- [What needs to be done]: Nothing outside the range below should be printed. Output exactly the lines from the line with "self.rules.len()" to the line with "failure the error", both included.

- [The input]:
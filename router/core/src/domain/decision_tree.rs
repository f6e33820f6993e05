// Copyright (c) 2026 100monkeys.ai
// SPDX-License-Identifier: AGPL-3.0
//! # Decision Tree
//!
//! Ordered registry of [`Rule`]s, each binding one adapter to the capabilities
//! it advertises. Resolution walks the rules in order and returns the first
//! adapter whose capabilities satisfy the request's requirements *and* whose
//! `supports()` accepts the request. Criteria are the coarse filter;
//! `supports()` is the final structural check.
//!
//! The tree is built once at startup and never mutated afterwards, so it can
//! be shared across tasks behind an `Arc` without locking.

use std::fmt;
use std::str::FromStr;
use std::sync::Arc;

use serde::{Deserialize, Serialize};
use tracing::{debug, info};

use crate::domain::adapter::Adapter;
use crate::domain::criteria::CriteriaCollection;
use crate::domain::error::{RejectionReason, ResolutionError, RuleRejection};
use crate::domain::request::AiRequest;

/// How registered rules are ordered for resolution
#[derive(Debug, Clone, Copy, Default, PartialEq, Eq, Serialize, Deserialize)]
#[serde(rename_all = "lowercase")]
pub enum RuleOrder {
    /// Registration order
    #[default]
    Declaration,
    /// Descending `priority`; equal priorities keep registration order
    Priority,
}

impl FromStr for RuleOrder {
    type Err = String;

    fn from_str(s: &str) -> Result<Self, Self::Err> {
        match s.trim().to_lowercase().as_str() {
            "declaration" => Ok(RuleOrder::Declaration),
            "priority" => Ok(RuleOrder::Priority),
            other => Err(format!(
                "Invalid rule order '{}'. Expected 'declaration' or 'priority'",
                other
            )),
        }
    }
}

impl fmt::Display for RuleOrder {
    fn fmt(&self, f: &mut fmt::Formatter<'_>) -> fmt::Result {
        match self {
            RuleOrder::Declaration => f.write_str("declaration"),
            RuleOrder::Priority => f.write_str("priority"),
        }
    }
}

/// Binding of one adapter to the capability set it satisfies
#[derive(Clone)]
pub struct Rule {
    adapter: Arc<dyn Adapter>,
    capabilities: CriteriaCollection,
    priority: i32,
    order: usize,
}

impl Rule {
    pub fn new(adapter: Arc<dyn Adapter>, capabilities: CriteriaCollection) -> Self {
        Self {
            adapter,
            capabilities,
            priority: 0,
            order: 0,
        }
    }

    pub fn with_priority(mut self, priority: i32) -> Self {
        self.priority = priority;
        self
    }

    pub fn adapter(&self) -> &Arc<dyn Adapter> {
        &self.adapter
    }

    pub fn capabilities(&self) -> &CriteriaCollection {
        &self.capabilities
    }

    pub fn priority(&self) -> i32 {
        self.priority
    }

    /// Zero-based position in resolution order
    pub fn order(&self) -> usize {
        self.order
    }

    fn evaluate(&self, request: &AiRequest) -> Result<(), RejectionReason> {
        if !request.criteria.matches(&self.capabilities) {
            return Err(RejectionReason::UnmetCriteria(
                request.criteria.unmet_by(&self.capabilities),
            ));
        }
        if !self.adapter.supports(request) {
            return Err(RejectionReason::Unsupported);
        }
        Ok(())
    }
}

impl fmt::Debug for Rule {
    fn fmt(&self, f: &mut fmt::Formatter<'_>) -> fmt::Result {
        f.debug_struct("Rule")
            .field("adapter", &self.adapter.name())
            .field("capabilities", &self.capabilities)
            .field("priority", &self.priority)
            .field("order", &self.order)
            .finish()
    }
}

/// Ordered, immutable rule registry
#[derive(Debug, Clone)]
pub struct DecisionTree {
    rules: Vec<Rule>,
    order: RuleOrder,
}

impl DecisionTree {
    /// Build the tree. `order` decides how `rules` are sequenced for resolution.
    pub fn new(mut rules: Vec<Rule>, order: RuleOrder) -> Self {
        if order == RuleOrder::Priority {
            // sort_by is stable, so ties keep declaration order
            rules.sort_by(|a, b| b.priority.cmp(&a.priority));
        }
        for (index, rule) in rules.iter_mut().enumerate() {
            rule.order = index;
        }

        info!(
            "Decision tree built with {} rule(s), order = {}",
            rules.len(),
            order
        );
        for rule in &rules {
            debug!(
                "  #{} {} priority={} capabilities={}",
                rule.order,
                rule.adapter.name(),
                rule.priority,
                rule.capabilities
            );
        }

        Self { rules, order }
    }

    pub fn rules(&self) -> &[Rule] {
        &self.rules
    }

    pub fn rule_order(&self) -> RuleOrder {
        self.order
    }

    pub fn len(&self) -> usize {
        self.rules.len()
    }

    pub fn is_empty(&self) -> bool {
        self.rules.is_empty()
    }

    /// Resolve `request` to exactly one adapter.
    ///
    /// Deterministic for a given registry and request. On failure the error
    /// lists every rule with the reason it was passed over.
    pub fn resolve(&self, request: &AiRequest) -> Result<Arc<dyn Adapter>, ResolutionError> {
        let mut rejections = Vec::new();

        for rule in &self.rules {
            match rule.evaluate(request) {
                Ok(()) => {
                    debug!(
                        "Resolved {} request {} -> {} (rule #{})",
                        request.kind(),
                        request.criteria,
                        rule.adapter.name(),
                        rule.order
                    );
                    return Ok(Arc::clone(&rule.adapter));
                }
                Err(reason) => {
                    debug!("Rule #{} ({}) rejected: {:?}", rule.order, rule.adapter.name(), reason);
                    rejections.push(RuleRejection {
                        adapter: rule.adapter.name().to_string(),
                        reason,
                    });
                }
            }
        }

        Err(ResolutionError {
            kind: request.kind(),
            requirements: request.criteria.clone(),
            rejections,
        })
    }

    /// Every eligible adapter, in resolution order
    pub fn candidates(&self, request: &AiRequest) -> Vec<Arc<dyn Adapter>> {
        self.rules
            .iter()
            .filter(|rule| rule.evaluate(request).is_ok())
            .map(|rule| Arc::clone(&rule.adapter))
            .collect()
    }
}

#[cfg(test)]
mod tests {
    use super::*;
    use crate::domain::criteria::{Capability, Criterion, Feature, Privacy};
    use crate::domain::error::GatewayError;
    use crate::domain::request::{ChatMessage, RequestKind};
    use crate::domain::response::{AiResponse, ChatOutput, Message, ResponseBody};
    use async_trait::async_trait;

    struct StubAdapter {
        name: String,
        tools: bool,
    }

    #[async_trait]
    impl Adapter for StubAdapter {
        fn name(&self) -> &str {
            &self.name
        }

        fn supports(&self, request: &AiRequest) -> bool {
            self.tools || !request.has_tools()
        }

        async fn handle_request(&self, _request: &AiRequest) -> Result<AiResponse, GatewayError> {
            Ok(AiResponse::new(
                &self.name,
                "stub",
                ResponseBody::Chat(ChatOutput::Complete(Message::assistant("ok"))),
            ))
        }
    }

    fn stub(name: &str) -> Arc<dyn Adapter> {
        Arc::new(StubAdapter {
            name: name.to_string(),
            tools: true,
        })
    }

    fn caps(criteria: Vec<Criterion>) -> CriteriaCollection {
        CriteriaCollection::from(criteria)
    }

    fn chat() -> AiRequest {
        AiRequest::chat(vec![ChatMessage::user("hello")])
    }

    #[test]
    fn test_first_matching_rule_wins() {
        let tree = DecisionTree::new(
            vec![
                Rule::new(stub("a"), caps(vec![Criterion::privacy(Privacy::High)])),
                Rule::new(stub("b"), caps(vec![])),
            ],
            RuleOrder::Declaration,
        );

        let high = chat().require(Criterion::privacy(Privacy::High));
        assert_eq!(tree.resolve(&high).unwrap().name(), "a");

        // HIGH ranks above LOW, so rule a also satisfies a LOW lower bound
        let low = chat().require(Criterion::privacy(Privacy::Low));
        assert_eq!(tree.resolve(&low).unwrap().name(), "a");
    }

    #[test]
    fn test_lower_rank_does_not_satisfy_higher_requirement() {
        let tree = DecisionTree::new(
            vec![
                Rule::new(stub("a"), caps(vec![Criterion::privacy(Privacy::Low)])),
                Rule::new(stub("b"), caps(vec![])),
            ],
            RuleOrder::Declaration,
        );
        let request = chat().require(Criterion::privacy(Privacy::High));
        let err = tree.resolve(&request).unwrap_err();
        assert_eq!(err.kind, RequestKind::Chat);
        assert_eq!(err.rejections.len(), 2);
        assert_eq!(
            err.universally_unmet(),
            vec![Criterion::privacy(Privacy::High)]
        );
    }

    #[test]
    fn test_empty_requirements_take_first_rule() {
        let tree = DecisionTree::new(
            vec![
                Rule::new(stub("a"), caps(vec![Criterion::capability(Capability::Basic)])),
                Rule::new(stub("b"), caps(vec![])),
            ],
            RuleOrder::Declaration,
        );
        assert_eq!(tree.resolve(&chat()).unwrap().name(), "a");
    }

    #[test]
    fn test_supports_is_final_gate() {
        let no_tools: Arc<dyn Adapter> = Arc::new(StubAdapter {
            name: "no-tools".to_string(),
            tools: false,
        });
        let everything = caps(vec![Criterion::feature(Feature::Tools)]);
        let tree = DecisionTree::new(
            vec![
                Rule::new(no_tools, everything.clone()),
                Rule::new(stub("tools"), everything),
            ],
            RuleOrder::Declaration,
        );

        let request = chat().with_tool(crate::domain::request::ToolDefinition {
            name: "t".to_string(),
            description: String::new(),
            parameters: serde_json::json!({}),
        });
        assert_eq!(tree.resolve(&request).unwrap().name(), "tools");
        assert_eq!(tree.candidates(&request).len(), 1);
    }

    #[test]
    fn test_unsupported_everywhere_reports_reason() {
        let no_tools: Arc<dyn Adapter> = Arc::new(StubAdapter {
            name: "no-tools".to_string(),
            tools: false,
        });
        let tree = DecisionTree::new(
            vec![Rule::new(no_tools, caps(vec![Criterion::feature(Feature::Tools)]))],
            RuleOrder::Declaration,
        );
        let request = chat().with_tool(crate::domain::request::ToolDefinition {
            name: "t".to_string(),
            description: String::new(),
            parameters: serde_json::json!({}),
        });
        let err = tree.resolve(&request).unwrap_err();
        assert_eq!(err.rejections[0].reason, RejectionReason::Unsupported);
    }

    #[test]
    fn test_priority_order_is_stable() {
        let tree = DecisionTree::new(
            vec![
                Rule::new(stub("low"), caps(vec![])).with_priority(-1),
                Rule::new(stub("first-ten"), caps(vec![])).with_priority(10),
                Rule::new(stub("second-ten"), caps(vec![])).with_priority(10),
            ],
            RuleOrder::Priority,
        );
        let names: Vec<&str> = tree.rules().iter().map(|r| r.adapter().name()).collect();
        assert_eq!(names, vec!["first-ten", "second-ten", "low"]);
        assert_eq!(tree.rules()[2].order(), 2);
        assert_eq!(tree.resolve(&chat()).unwrap().name(), "first-ten");
    }

    #[test]
    fn test_declaration_order_ignores_priority() {
        let tree = DecisionTree::new(
            vec![
                Rule::new(stub("a"), caps(vec![])).with_priority(-5),
                Rule::new(stub("b"), caps(vec![])).with_priority(5),
            ],
            RuleOrder::Declaration,
        );
        assert_eq!(tree.resolve(&chat()).unwrap().name(), "a");
    }

    #[test]
    fn test_resolution_is_deterministic() {
        let tree = DecisionTree::new(
            vec![
                Rule::new(stub("a"), caps(vec![Criterion::capability(Capability::Basic)])),
                Rule::new(stub("b"), caps(vec![Criterion::capability(Capability::Smart)])),
            ],
            RuleOrder::Declaration,
        );
        let request = chat().require(Criterion::capability(Capability::Advanced));
        for _ in 0..10 {
            assert_eq!(tree.resolve(&request).unwrap().name(), "b");
        }
    }

    #[test]
    fn test_rule_order_parse() {
        assert_eq!("Priority".parse::<RuleOrder>().unwrap(), RuleOrder::Priority);
        assert_eq!(" declaration ".parse::<RuleOrder>().unwrap(), RuleOrder::Declaration);
        assert!("random".parse::<RuleOrder>().is_err());
    }
}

- [Exercise output]:
        self.rules.len()
    }

    pub fn is_empty(&self) -> bool {
        self.rules.is_empty()
    }

    /// Resolve `request` to exactly one adapter.
    ///
    /// Deterministic for a given registry and request. On failure the error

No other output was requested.